Elomo’s brief NHL and AHL career had coincided with the superstardom of Joe Sakic. Easton manufactured its one-piece composite hockey stick around that time with a blade curve adopted by the Colorado Avalanche standout. The “Sakic curve,” used by many NHL players today, quickly became all the rage. Elomo’s playing career was shortened by injury, so 15 years later, he had a few extra old sticks from his playing days.

He brought one to Rantanen, along with better-fitting skates. “Just try this,” the coach said.

Almost a decade later, Rantanen still uses the Sakic curve, but now as one of the NHL’s most productive forwards and an integral part of the 2022 Stanley Cup-winning Avalanche team that Sakic built as general manager. Rantanen is back in his home country this week as Colorado (4-4-1) plays Columbus in the NHL Global Series on Friday and Saturday (noon CT).

It’s a sentimental homecoming for Rantanen, who spent three formative years playing for the 100-year-old TPS franchise in Turku. His favorite hockey memory in Finland was his first taste of a championship, but not in the traditional sense.

In 2014-15, Rantanen compiled 28 points for an otherwise bad TPS team in SM-liiga, the nation’s top pro league. Elomo even made the 18-year-old an alternate captain.

The draft loomed as a losing season ended. Rantanen was a guaranteed high pick.

That wasn’t on his mind yet.

“I wanted to try to win something,” he said.

The U-20 team was competing in the playoffs but facing elimination in a best-of-five quarterfinal series. Rantanen was called to join the roster — if he wanted.

Coaches, trainers and mentors advised against it. “He proved himself with the professionals already,” said Elomo, a 1995 first-round draft pick who saw himself as a case study in why Rantanen should avoid the risk. These would be superfluous minutes on the ice, where a competitive playoff environment was more likely to increase physicality.

But this wasn’t a collection of strangers. These were teammates Rantanen had played with since he was seven, such as Manu Honkanen, who knew Rantanen’s eclectic taste for obscure Finnish rap music. These were lifelong friends like Lamsa, who knew Rantanen was a sleep-talker because they always roomed together on junior national team trips. (Once, Lamsa said, Rantanen even starting sleep-singing a British Premier League soccer team’s chant.)

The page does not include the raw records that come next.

//! Domain error model.

use thiserror::Error;

/// Result type used across the domain layer.
pub type DomainResult<T> = Result<T, DomainError>;

/// Which entity a failure refers to.
#[derive(Debug, Copy, Clone, PartialEq, Eq, Hash)]
pub enum EntityKind {
    Warehouse,
    Item,
}

impl EntityKind {
    pub fn as_str(self) -> &'static str {
        match self {
            EntityKind::Warehouse => "warehouse",
            EntityKind::Item => "item",
        }
    }
}

impl core::fmt::Display for EntityKind {
    fn fmt(&self, f: &mut core::fmt::Formatter<'_>) -> core::fmt::Result {
        f.write_str(self.as_str())
    }
}

/// Domain-level error.
///
/// Every variant except `Storage` is an expected, user-facing outcome.
/// `Storage` carries backend failures so callers can keep a single error type
/// end to end; it is never produced by validation.
#[derive(Debug, Error, Clone, PartialEq)]
pub enum DomainError {
    /// A name was empty or whitespace-only after trimming.
    #[error("{0} name is required")]
    EmptyName(EntityKind),

    /// Another warehouse already uses this (trimmed) name.
    #[error("warehouse name already exists: {0}")]
    DuplicateName(String),

    /// The addressed warehouse or item does not exist.
    #[error("{0} not found")]
    NotFound(EntityKind),

    /// A quantity parsed successfully but was below zero.
    #[error("quantity cannot be negative: {0}")]
    NegativeQuantity(f64),

    /// The parent warehouse of an item operation does not exist.
    #[error("warehouse not found")]
    WarehouseNotFound,

    /// An identifier was invalid (e.g. parse failure).
    #[error("invalid identifier: {0}")]
    InvalidId(String),

    /// The backing store failed.
    #[error("storage failure: {0}")]
    Storage(String),
}

impl DomainError {
    pub fn invalid_id(msg: impl Into<String>) -> Self {
        Self::InvalidId(msg.into())
    }

    pub fn storage(msg: impl Into<String>) -> Self {
        Self::Storage(msg.into())
    }

    pub fn warehouse_not_found() -> Self {
        Self::NotFound(EntityKind::Warehouse)
    }

    pub fn item_not_found() -> Self {
        Self::NotFound(EntityKind::Item)
    }

    /// Rejected input (maps to a client error).
    pub fn is_validation(&self) -> bool {
        matches!(
            self,
            DomainError::EmptyName(_)
                | DomainError::DuplicateName(_)
                | DomainError::NegativeQuantity(_)
                | DomainError::InvalidId(_)
        )
    }

    /// A referenced entity is missing.
    pub fn is_not_found(&self) -> bool {
        matches!(self, DomainError::NotFound(_) | DomainError::WarehouseNotFound)
    }
}
//! Warehouse/Item service.
//!
//! Sits between the request adapter and the store. Every operation validates
//! first and only then touches the store, so a validation failure never
//! leaves a partial write behind. The store re-checks uniqueness and parent
//! existence itself; when a concurrent request slips past the pre-checks the
//! store's answer is mapped to the same `DomainError` a pre-check would have
//! produced.

use tracing::instrument;

use stockroom_core::{DomainError, DomainResult, Entity, ItemId, WarehouseId};
use stockroom_inventory::{
    validate_warehouse_name, Item, NewItem, NewWarehouse, QuantityInput, Warehouse, WarehousePatch,
};

use crate::store::{StoreError, WarehouseStore};

/// Create/read/update/delete over warehouses and their items.
///
/// Holds nothing but the store handle; there is no state between calls.
#[derive(Debug, Clone)]
pub struct WarehouseService<S> {
    store: S,
}

impl<S> WarehouseService<S>
where
    S: WarehouseStore,
{
    pub fn new(store: S) -> Self {
        Self { store }
    }

    pub fn store(&self) -> &S {
        &self.store
    }

    /// All warehouses in creation order, each with its items.
    #[instrument(skip(self))]
    pub async fn list_warehouses(&self) -> DomainResult<Vec<Warehouse>> {
        self.store
            .find_all_warehouses()
            .await
            .map_err(|e| storage_failure("list_warehouses", e))
    }

    #[instrument(skip(self), fields(warehouse_id = %id))]
    pub async fn get_warehouse(&self, id: WarehouseId) -> DomainResult<Warehouse> {
        self.store
            .find_warehouse(id)
            .await
            .map_err(|e| storage_failure("get_warehouse", e))?
            .ok_or_else(DomainError::warehouse_not_found)
    }

    #[instrument(skip(self, location, description))]
    pub async fn create_warehouse(
        &self,
        name: &str,
        location: Option<&str>,
        description: Option<&str>,
    ) -> DomainResult<Warehouse> {
        let taken = self.name_taken_by_other(name, None).await?;
        let name = validate_warehouse_name(name, taken.iter().map(String::as_str))?;
        let new = NewWarehouse::new(name, location, description);

        let warehouse = self.store.insert_warehouse(new).await.map_err(|e| match e {
            StoreError::DuplicateName(name) => DomainError::DuplicateName(name),
            other => storage_failure("create_warehouse", other),
        })?;

        tracing::info!(warehouse_id = %warehouse.id_typed(), "warehouse created");
        Ok(warehouse)
    }

    /// Partial update: fields absent from `patch` keep their current value.
    ///
    /// Only the present fields are sent to the store, which writes them in
    /// one step; a concurrent update to a different field survives.
    #[instrument(skip(self, patch), fields(warehouse_id = %id))]
    pub async fn update_warehouse(&self, id: WarehouseId, patch: WarehousePatch) -> DomainResult<Warehouse> {
        let current = self.get_warehouse(id).await?;

        let taken = match &patch.name {
            Some(raw) => self.name_taken_by_other(raw, Some(id)).await?,
            None => Vec::new(),
        };
        let change = patch.validate(taken.iter().map(String::as_str))?;

        if patch.is_empty() {
            return Ok(current);
        }

        let warehouse = self.store.update_warehouse(id, &change).await.map_err(|e| match e {
            StoreError::NotFound => DomainError::warehouse_not_found(),
            StoreError::DuplicateName(name) => DomainError::DuplicateName(name),
            other => storage_failure("update_warehouse", other),
        })?;

        tracing::info!("warehouse updated");
        Ok(warehouse)
    }

    /// Removes the warehouse and every item it owns in one store transaction.
    #[instrument(skip(self), fields(warehouse_id = %id))]
    pub async fn delete_warehouse(&self, id: WarehouseId) -> DomainResult<()> {
        self.store.delete_warehouse(id).await.map_err(|e| match e {
            StoreError::NotFound => DomainError::warehouse_not_found(),
            other => storage_failure("delete_warehouse", other),
        })?;

        tracing::info!("warehouse deleted");
        Ok(())
    }

    /// Checks run in this order: warehouse exists, item name, quantity.
    ///
    /// A quantity that cannot be parsed is stored as `0.0`; one that parses
    /// to a negative number is rejected.
    #[instrument(skip(self, quantity), fields(warehouse_id = %warehouse_id))]
    pub async fn add_item(
        &self,
        warehouse_id: WarehouseId,
        name: &str,
        quantity: &QuantityInput,
    ) -> DomainResult<Item> {
        let exists = self
            .store
            .find_warehouse(warehouse_id)
            .await
            .map_err(|e| storage_failure("add_item", e))?
            .is_some();
        if !exists {
            return Err(DomainError::WarehouseNotFound);
        }

        let new = NewItem::new(name, quantity)?;

        let item = self.store.insert_item(warehouse_id, new).await.map_err(|e| match e {
            StoreError::WarehouseMissing | StoreError::NotFound => DomainError::WarehouseNotFound,
            other => storage_failure("add_item", other),
        })?;

        tracing::info!(item_id = %item.id_typed(), quantity = item.quantity(), "item added");
        Ok(item)
    }

    #[instrument(skip(self), fields(item_id = %item_id))]
    pub async fn get_item(&self, item_id: ItemId) -> DomainResult<Item> {
        self.store
            .find_item(item_id)
            .await
            .map_err(|e| storage_failure("get_item", e))?
            .ok_or_else(DomainError::item_not_found)
    }

    /// Only succeeds when the item belongs to `warehouse_id`.
    #[instrument(skip(self), fields(warehouse_id = %warehouse_id, item_id = %item_id))]
    pub async fn remove_item(&self, warehouse_id: WarehouseId, item_id: ItemId) -> DomainResult<()> {
        self.store
            .delete_item(warehouse_id, item_id)
            .await
            .map_err(|e| match e {
                StoreError::NotFound | StoreError::WarehouseMissing => DomainError::item_not_found(),
                other => storage_failure("remove_item", other),
            })?;

        tracing::info!("item removed");
        Ok(())
    }

    /// Names held by warehouses other than `own` that collide with the
    /// trimmed `raw`. Uses the exact-name lookup rather than loading every row.
    async fn name_taken_by_other(&self, raw: &str, own: Option<WarehouseId>) -> DomainResult<Vec<String>> {
        let trimmed = raw.trim();
        if trimmed.is_empty() {
            return Ok(Vec::new());
        }
        let found = self
            .store
            .find_warehouse_by_name(trimmed)
            .await
            .map_err(|e| storage_failure("find_warehouse_by_name", e))?;

        Ok(found
            .filter(|w| own.is_none_or(|own| *w.id() != own))
            .map(|w| vec![w.name().to_string()])
            .unwrap_or_default())
    }
}

fn storage_failure(operation: &str, err: StoreError) -> DomainError {
    tracing::error!(operation, error = %err, "warehouse store failure");
    DomainError::storage(err.to_string())
}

There was even one future Avalanche teammate: goalie Alexandar Georgiev, who remembers Rantanen as the same person he is in Colorado: “always smiling, always messing around.”

The U-20 team was 10 hours north of Turku, in Oulu for Game 5. Rantanen’s friends needed his help.

“He didn’t listen to anybody,” Elomo said. “If he decides something, he makes it happen. I think that’s special. He said he wants to go with his childhood teammates to win something. So it’s all about his character. He’s humble even though he’s the (freaking) moose.”

Rantanen flew solo to join the team. He assisted a game-tying goal in the final two minutes then guaranteed teammates before overtime that they were going to win. He was right.

“He has always been captain material,” Lamsa said.

The rest of the playoffs never matched that suspense.

“The first round was the toughest one,” Honkanen said. “Mikko basically did everything he wanted on the ice. It was quite unfair.”